Code Repository (Function) + Webhook Integration

Hey,

So I currently have a Code Repository set up, and within this I have imported a REST API as a source (called “Gdelt2Retrieve”) . Within this REST API, I also have a webhook called ("Gdelt2) configured. I can run this in the data connection tab and successfully see the correct results from the webhook/API. I also have the egress policies set up.

I am trying to configure this webhook in a code repository, with the end goal of having this function imported into pipeline builder (This would be the input for the rest of the pipeline). I also have the transform-external-systems setting enabled from the documentation.

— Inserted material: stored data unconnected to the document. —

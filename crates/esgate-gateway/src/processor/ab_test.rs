//! A/B comparison processor.
//!
//! Placed after a node with exactly two children, it receives both children's
//! outputs, answers with a one-line verdict and publishes the pair to the
//! [`ResultSender`] from a spawned task, so delivery never delays the
//! response.

use super::forward::{error_key, timing_key};
use esgate_kernel::ab_testing::{AbRequest, AbResponse, AbResult, ResultSender};
use esgate_kernel::pipeline::{
    Metadata, Payload, Processor, ProcessorContext, ProcessorError, keys,
};
use async_trait::async_trait;
use std::sync::Arc;
use tracing::debug;

pub const EQUAL_VERDICT: &str = "Responses are equal";
pub const NOT_EQUAL_VERDICT: &str = "Responses are not equal";

/// Metadata key holding the verdict of the last comparison.
pub const VERDICT_KEY: &str = "ab_verdict";

pub struct AbTestProcessor {
    id: String,
    sender: Arc<dyn ResultSender>,
    /// Labels of the A and B sides, matching the forwarding processors' labels.
    names: (String, String),
    relay_a: bool,
}

impl AbTestProcessor {
    pub fn new(id: impl Into<String>, sender: Arc<dyn ResultSender>) -> Self {
        Self {
            id: id.into(),
            sender,
            names: ("A".to_string(), "B".to_string()),
            relay_a: false,
        }
    }

    /// Answer with side A's payload instead of the verdict. The verdict is
    /// still recorded under [`VERDICT_KEY`].
    pub fn relay_a(mut self) -> Self {
        self.relay_a = true;
        self
    }

    pub fn with_names(mut self, a: impl Into<String>, b: impl Into<String>) -> Self {
        self.names = (a.into(), b.into());
        self
    }

    /// JSON payloads compare structurally (key order is irrelevant), anything
    /// else byte for byte.
    fn same(a: &Payload, b: &Payload) -> bool {
        match (a.as_json(), b.as_json()) {
            (Some(x), Some(y)) => x == y,
            _ => a.to_bytes() == b.to_bytes(),
        }
    }

    fn side(name: &str, payload: &Payload, metadata: &Metadata) -> AbResponse {
        let body = payload
            .to_bytes()
            .map(|b| String::from_utf8_lossy(&b).into_owned())
            .unwrap_or_default();
        AbResponse {
            name: name.to_string(),
            body,
            time: metadata.get::<f64>(&timing_key(name)).unwrap_or(0.0),
            error: metadata.get::<String>(&error_key(name)),
        }
    }
}

#[async_trait]
impl Processor for AbTestProcessor {
    fn id(&self) -> &str {
        &self.id
    }

    async fn handle(
        &self,
        ctx: &ProcessorContext<'_>,
        metadata: &mut Metadata,
        inputs: Vec<Payload>,
    ) -> Result<Payload, ProcessorError> {
        let [a, b] = <[Payload; 2]>::try_from(inputs).map_err(|inputs| {
            ProcessorError::invalid_input(
                &self.id,
                format!("expected 2 results to compare, got {}", inputs.len()),
            )
        })?;

        let verdict = if Self::same(&a, &b) {
            EQUAL_VERDICT
        } else {
            NOT_EQUAL_VERDICT
        };
        debug!(request_id = %ctx.request_id, processor = %self.id, verdict, "A/B comparison");
        metadata.set(VERDICT_KEY, &verdict);

        if self.sender.is_enabled() {
            let result = AbResult {
                request: AbRequest {
                    path: metadata.get_str(keys::PATH).unwrap_or_default().to_string(),
                    index_name: metadata.get_str(keys::INDEX).unwrap_or_default().to_string(),
                    body: metadata
                        .get_str(keys::REQUEST_BODY)
                        .unwrap_or_default()
                        .to_string(),
                },
                a: Self::side(&self.names.0, &a, metadata),
                b: Self::side(&self.names.1, &b, metadata),
                request_id: ctx.request_id.to_string(),
                opaque_id: metadata.get::<String>(keys::OPAQUE_ID),
            };
            let sender = Arc::clone(&self.sender);
            tokio::spawn(async move { sender.send(result).await });
        }

        if self.relay_a {
            return Ok(a);
        }
        Ok(Payload::text(format!("{} processor: {}\n", self.id, verdict)))
    }
}

#[cfg(test)]
mod tests {
    use super::*;
    use parking_lot::Mutex;
    use std::time::Duration;
    use tokio::sync::mpsc;

    struct ChannelSender(mpsc::UnboundedSender<AbResult>);

    #[async_trait]
    impl ResultSender for ChannelSender {
        async fn send(&self, result: AbResult) {
            let _ = self.0.send(result);
        }
    }

    struct DisabledSender(Mutex<usize>);

    #[async_trait]
    impl ResultSender for DisabledSender {
        async fn send(&self, _result: AbResult) {
            *self.0.lock() += 1;
        }

        fn is_enabled(&self) -> bool {
            false
        }
    }

    fn ctx() -> ProcessorContext<'static> {
        ProcessorContext::new("req-42", &[])
    }

    #[tokio::test]
    async fn equal_json_ignores_key_order() {
        let (tx, mut rx) = mpsc::unbounded_channel();
        let p = AbTestProcessor::new("ABTestProcessor", Arc::new(ChannelSender(tx)))
            .with_names("elastic", "shadow");
        let mut md = Metadata::new();
        md.set(keys::PATH, &"/logs/_search");
        md.set(keys::INDEX, &"logs");
        md.set(&timing_key("elastic"), &0.25f64);

        let out = p
            .handle(
                &ctx(),
                &mut md,
                vec![Payload::text(r#"{"a":1,"b":2}"#), Payload::text(r#"{"b":2,"a":1}"#)],
            )
            .await
            .unwrap();
        assert_eq!(out, Payload::text("ABTestProcessor processor: Responses are equal\n"));

        let sent = tokio::time::timeout(Duration::from_secs(1), rx.recv())
            .await
            .unwrap()
            .unwrap();
        assert_eq!(sent.request_id, "req-42");
        assert_eq!(sent.request.index_name, "logs");
        assert_eq!(sent.a.name, "elastic");
        assert_eq!(sent.a.time, 0.25);
        assert_eq!(sent.b.name, "shadow");
    }

    #[tokio::test]
    async fn different_bodies_are_not_equal() {
        let (tx, _rx) = mpsc::unbounded_channel();
        let p = AbTestProcessor::new("ab", Arc::new(ChannelSender(tx)));
        let out = p
            .handle(
                &ctx(),
                &mut Metadata::new(),
                vec![Payload::text("response1"), Payload::text("response2")],
            )
            .await
            .unwrap();
        assert_eq!(out, Payload::text("ab processor: Responses are not equal\n"));
    }

    #[tokio::test]
    async fn relay_mode_answers_with_side_a() {
        let (tx, _rx) = mpsc::unbounded_channel();
        let p = AbTestProcessor::new("ab", Arc::new(ChannelSender(tx))).relay_a();
        let mut md = Metadata::new();
        let out = p
            .handle(
                &ctx(),
                &mut md,
                vec![Payload::text("primary"), Payload::text("shadow")],
            )
            .await
            .unwrap();
        assert_eq!(out, Payload::text("primary"));
        assert_eq!(md.get_str(VERDICT_KEY), Some(NOT_EQUAL_VERDICT));
    }

    #[tokio::test]
    async fn wrong_arity_is_invalid_input() {
        let (tx, _rx) = mpsc::unbounded_channel();
        let p = AbTestProcessor::new("ab", Arc::new(ChannelSender(tx)));
        let err = p
            .handle(&ctx(), &mut Metadata::new(), vec![Payload::text("only one")])
            .await
            .unwrap_err();
        assert!(matches!(err, ProcessorError::InvalidInput { .. }));
        assert_eq!(err.status(), 400);
    }

    #[tokio::test]
    async fn disabled_sender_is_never_called() {
        let sender = Arc::new(DisabledSender(Mutex::new(0)));
        let p = AbTestProcessor::new("ab", sender.clone());
        p.handle(
            &ctx(),
            &mut Metadata::new(),
            vec![Payload::text("x"), Payload::text("x")],
        )
        .await
        .unwrap();
        tokio::task::yield_now().await;
        assert_eq!(*sender.0.lock(), 0);
    }
}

From my understanding, I have to call the webhook, and also have an output as a dataset.

Could somebody tell me if I am on the right track with this code? I tried to mimic the documentation:

from palantir.datasets.core import Dataset
from palantir.datasets.webhooks import WebhookClient
from pyspark.sql import function


@function(sources=["Gdelt2Retrieve"])  
def call_webhook() -> str:
    # Create a WebhookClient instance
    webhook_client = WebhookClient()

    # Execute the webhook
    try:
        response = webhook_client.execute("Gdelt2")
    except Exception as e:
        return f"Error: Webhook call failed due to an exception: {e}"

    # Check if the webhook execution was successful
    if response.status_code != 200:
        return f"Error: Webhook call failed with status code {response.status_code}, response: {response.text}"

    # Process the response data
    try:
        data = response.json()  # Extract JSON data
    except ValueError:
        return "Error:"


    return str(data)

Also, after importing my API: ‘Gdelt2Retrieve’, In the resources side tab it gives me this starter code:

import requests
@function(sources=["Gdelt2Retrieve"])
def my_function() -> String:
    # TODO: specify endpoint url
    response = requests.get(...)
    if response.status_code != 200:
        # Handle error
    data = response.json()
    # Use response data

I don’t necessarily need to use the function, but I figured this would be the easiest way to get a webhook integrated into the pipeline builder.

2 Likes

Hey!

I do think you are on the right track, but I don’t believe python functions support the generated webhook client (yet). This means you will have to use a source (as you already are), but instead of a webhook you will have to call the endpoint manually as described here.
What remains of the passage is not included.